Hiding? Or Just Okay?   Leave a comment

I recently watched half of an hour-long TV show, waiting for the show I wanted to watch to come on.  I don’t remember the name of the show; I had never watched it before.  It took place in a hospital.  A older woman was brought in and it turned out her husband had died over a year prior, and at that time (it was a car crash, and she was in the car) she got paralyzed from the waist down.  But now she was starting to feel things in her legs again.

She was a woman of faith and believed that God was healing her, and that all glory and praise should go to Him for her getting feeling back in her legs.  The doctors told her, however, that there was no reason for her paralysis in the first place and that she always had the ability to walk.  Basically, her being paralyzed was her way of putting off dealing with the death of her husband.

And I wondered: Is that me?  This year especially I have been very busy at work, almost all the time.  It is tiring and stressful, but it has also felt like a God-send. It helps me get through each day, and helps take my mind off how much I miss my wonderful husband.

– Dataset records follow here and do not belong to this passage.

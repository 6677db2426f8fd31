//! Ethereum chain client.
//!
//! Implements [`ChainClient`] on top of any [`RpcTransport`] using
//! `eth_blockNumber` and `eth_getBlockByNumber(<hex>, true)`.
//! Transport failures and malformed replies surface as
//! [`WatchError::Unavailable`]; a `null` block as [`WatchError::BlockNotFound`].

use async_trait::async_trait;
use serde::{Deserialize, Serialize};
use serde_json::{json, Value};
use std::sync::atomic::{AtomicU64, Ordering};
use tracing::Span;

use chainwatch_core::client::ChainClient;
use chainwatch_core::error::WatchError;
use chainwatch_core::types::{Block, Transaction};
use chainwatch_rpc::{RpcTransport, TransportError};

/// A block as returned by `eth_getBlockByNumber` with full transactions.
#[derive(Debug, Clone, Serialize, Deserialize)]
pub struct RpcBlock {
    pub number: String,
    #[serde(default)]
    pub transactions: Vec<RpcTransaction>,
}

/// A transaction object inside an [`RpcBlock`].
#[derive(Debug, Clone, Serialize, Deserialize)]
pub struct RpcTransaction {
    pub hash: String,
    pub from: String,
    /// `null` for contract creations.
    #[serde(default)]
    pub to: Option<String>,
    pub value: String,
    #[serde(rename = "blockNumber", default)]
    pub block_number: Option<String>,
}

impl RpcTransaction {
    fn into_transaction(self, block_hex: &str) -> Transaction {
        Transaction {
            hash: self.hash,
            from: self.from,
            to: self.to.unwrap_or_default(),
            value: self.value,
            block_number: self.block_number.unwrap_or_else(|| block_hex.to_string()),
        }
    }
}

/// [`ChainClient`] for Ethereum JSON-RPC nodes.
pub struct EthChainClient<T> {
    transport: T,
    next_id: AtomicU64,
    span: Span,
}

impl<T: RpcTransport> EthChainClient<T> {
    pub fn new(transport: T) -> Self {
        Self::with_span(transport, tracing::info_span!("eth_client"))
    }

    pub fn with_span(transport: T, span: Span) -> Self {
        Self {
            transport,
            next_id: AtomicU64::new(1),
            span,
        }
    }

    pub fn transport(&self) -> &T {
        &self.transport
    }

    fn next_id(&self) -> u64 {
        self.next_id.fetch_add(1, Ordering::Relaxed)
    }

    fn unavailable(&self, method: &str, e: TransportError) -> WatchError {
        tracing::debug!(
            parent: &self.span,
            method,
            url = %self.transport.url(),
            error = %e,
            "chain request failed"
        );
        WatchError::Unavailable(format!("{method}: {e}"))
    }
}

#[async_trait]
impl<T: RpcTransport> ChainClient for EthChainClient<T> {
    async fn current_height(&self) -> Result<u64, WatchError> {
        let hex: String = self
            .transport
            .call(self.next_id(), "eth_blockNumber", vec![])
            .await
            .map_err(|e| self.unavailable("eth_blockNumber", e))?;
        parse_hex_u64(&hex)
    }

    async fn block_by_number(&self, number: u64) -> Result<Block, WatchError> {
        let block_hex = format!("{number:#x}");
        let raw: Option<RpcBlock> = self
            .transport
            .call(
                self.next_id(),
                "eth_getBlockByNumber",
                vec![Value::String(block_hex.clone()), json!(true)],
            )
            .await
            .map_err(|e| self.unavailable("eth_getBlockByNumber", e))?;

        let raw = raw.ok_or(WatchError::BlockNotFound(number))?;
        let returned = parse_hex_u64(&raw.number)?;
        if returned != number {
            return Err(WatchError::Unavailable(format!(
                "node returned block {returned} for request {number}"
            )));
        }

        let transactions = raw
            .transactions
            .into_iter()
            .map(|tx| tx.into_transaction(&block_hex))
            .collect();
        Ok(Block::new(number, transactions))
    }
}

/// Parse a hex quantity (`0x`-prefixed or bare) into a `u64`.
///
/// Malformed input is an [`WatchError::Unavailable`] reply, never zero.
pub fn parse_hex_u64(s: &str) -> Result<u64, WatchError> {
    let digits = s
        .strip_prefix("0x")
        .or_else(|| s.strip_prefix("0X"))
        .unwrap_or(s);
    if digits.is_empty() {
        return Err(WatchError::Unavailable(format!("invalid hex quantity {s:?}")));
    }
    u64::from_str_radix(digits, 16)
        .map_err(|e| WatchError::Unavailable(format!("invalid hex quantity {s:?}: {e}")))
}

#[cfg(test)]
mod tests {
    use super::*;
    use chainwatch_rpc::{JsonRpcRequest, JsonRpcResponse};
    use std::collections::HashMap;
    use std::sync::Mutex;

    /// Transport answering by method name; unknown methods fail like a dead node.
    #[derive(Default)]
    struct ScriptedTransport {
        replies: HashMap<String, Value>,
        seen: Mutex<Vec<JsonRpcRequest>>,
    }

    impl ScriptedTransport {
        fn reply(mut self, method: &str, result: Value) -> Self {
            self.replies.insert(method.to_string(), result);
            self
        }
    }

    #[async_trait]
    impl RpcTransport for ScriptedTransport {
        async fn send(&self, req: JsonRpcRequest) -> Result<JsonRpcResponse, TransportError> {
            self.seen.lock().unwrap().push(req.clone());
            match self.replies.get(&req.method) {
                Some(result) => Ok(JsonRpcResponse::ok(1, result.clone())),
                None => Err(TransportError::Http("connection refused".into())),
            }
        }

        fn url(&self) -> &str {
            "mock://node"
        }
    }

    #[test]
    fn parse_hex_u64_basic() {
        assert_eq!(parse_hex_u64("0x1").unwrap(), 1);
        assert_eq!(parse_hex_u64("0xff").unwrap(), 255);
        assert_eq!(parse_hex_u64("1234").unwrap(), 0x1234);
        assert_eq!(parse_hex_u64("0X10").unwrap(), 16);
    }

    #[test]
    fn parse_hex_u64_rejects_garbage() {
        assert!(parse_hex_u64("0x").is_err());
        assert!(parse_hex_u64("0xzz").is_err());
        assert!(matches!(parse_hex_u64(""), Err(WatchError::Unavailable(_))));
    }

    #[tokio::test]
    async fn current_height_parses_hex() {
        let client = EthChainClient::new(
            ScriptedTransport::default().reply("eth_blockNumber", json!("0x1312d00")),
        );
        assert_eq!(client.current_height().await.unwrap(), 20_000_000);
    }

    #[tokio::test]
    async fn current_height_transport_failure_is_unavailable() {
        let client = EthChainClient::new(ScriptedTransport::default());
        let err = client.current_height().await.unwrap_err();
        assert!(matches!(err, WatchError::Unavailable(_)), "got {err}");
    }

    #[tokio::test]
    async fn block_request_uses_hex_number_and_full_transactions() {
        let client = EthChainClient::new(ScriptedTransport::default().reply(
            "eth_getBlockByNumber",
            json!({ "number": "0xa", "transactions": [] }),
        ));
        client.block_by_number(10).await.unwrap();

        let seen = client.transport().seen.lock().unwrap();
        assert_eq!(seen[0].params, vec![json!("0xa"), json!(true)]);
    }

    #[tokio::test]
    async fn block_maps_transactions() {
        let client = EthChainClient::new(ScriptedTransport::default().reply(
            "eth_getBlockByNumber",
            json!({
                "number": "0xa",
                "hash": "0xblock",
                "transactions": [
                    { "hash": "0x01", "from": "0xA", "to": "0xB", "value": "0x5", "blockNumber": "0xa", "nonce": "0x0" },
                    { "hash": "0x02", "from": "0xC", "to": null, "value": "0x0", "blockNumber": "0xa" }
                ]
            }),
        ));
        let block = client.block_by_number(10).await.unwrap();
        assert_eq!(block.number, 10);
        assert_eq!(block.transactions.len(), 2);
        assert_eq!(block.transactions[0].to, "0xB");
        assert_eq!(block.transactions[0].block_number, "0xa");
        assert_eq!(block.transactions[1].to, "");
    }

    #[tokio::test]
    async fn null_block_is_not_found() {
        let client = EthChainClient::new(
            ScriptedTransport::default().reply("eth_getBlockByNumber", Value::Null),
        );
        assert_eq!(
            client.block_by_number(99).await.unwrap_err(),
            WatchError::BlockNotFound(99)
        );
    }

    #[tokio::test]
    async fn mismatched_block_number_is_unavailable() {
        let client = EthChainClient::new(ScriptedTransport::default().reply(
            "eth_getBlockByNumber",
            json!({ "number": "0xb", "transactions": [] }),
        ));
        assert!(matches!(
            client.block_by_number(10).await,
            Err(WatchError::Unavailable(_))
        ));
    }

    #[tokio::test]
    async fn request_ids_increase() {
        let client = EthChainClient::new(
            ScriptedTransport::default().reply("eth_blockNumber", json!("0x1")),
        );
        client.current_height().await.unwrap();
        client.current_height().await.unwrap();
        let seen = client.transport().seen.lock().unwrap();
        assert_ne!(seen[0].id, seen[1].id);
    }
}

Am I in denial?  Will I wake up one day and feel different?  Have I been stuffing my feelings into the background and busying myself with other things so I don’t have to think about Randy’s death?

I think ….. not. I have already been through devastating loss, when my son was murdered in 2000.  I know about shock, and slowly going through the stages of grief. I know about coming to grips with my loss. I know about thinking of my loss and how it affects me and my life, and I know about facing it.

I don’t believe I am in denial about Randy’s death.  My tears are testament to the fact that I am not denying my feelings.   So, I keep going on.  Trying to be the light that God wants me to be.  Trying to find ways I can shine for Jesus.

I hope this season finds you shining out for God, and receiving blessings in return.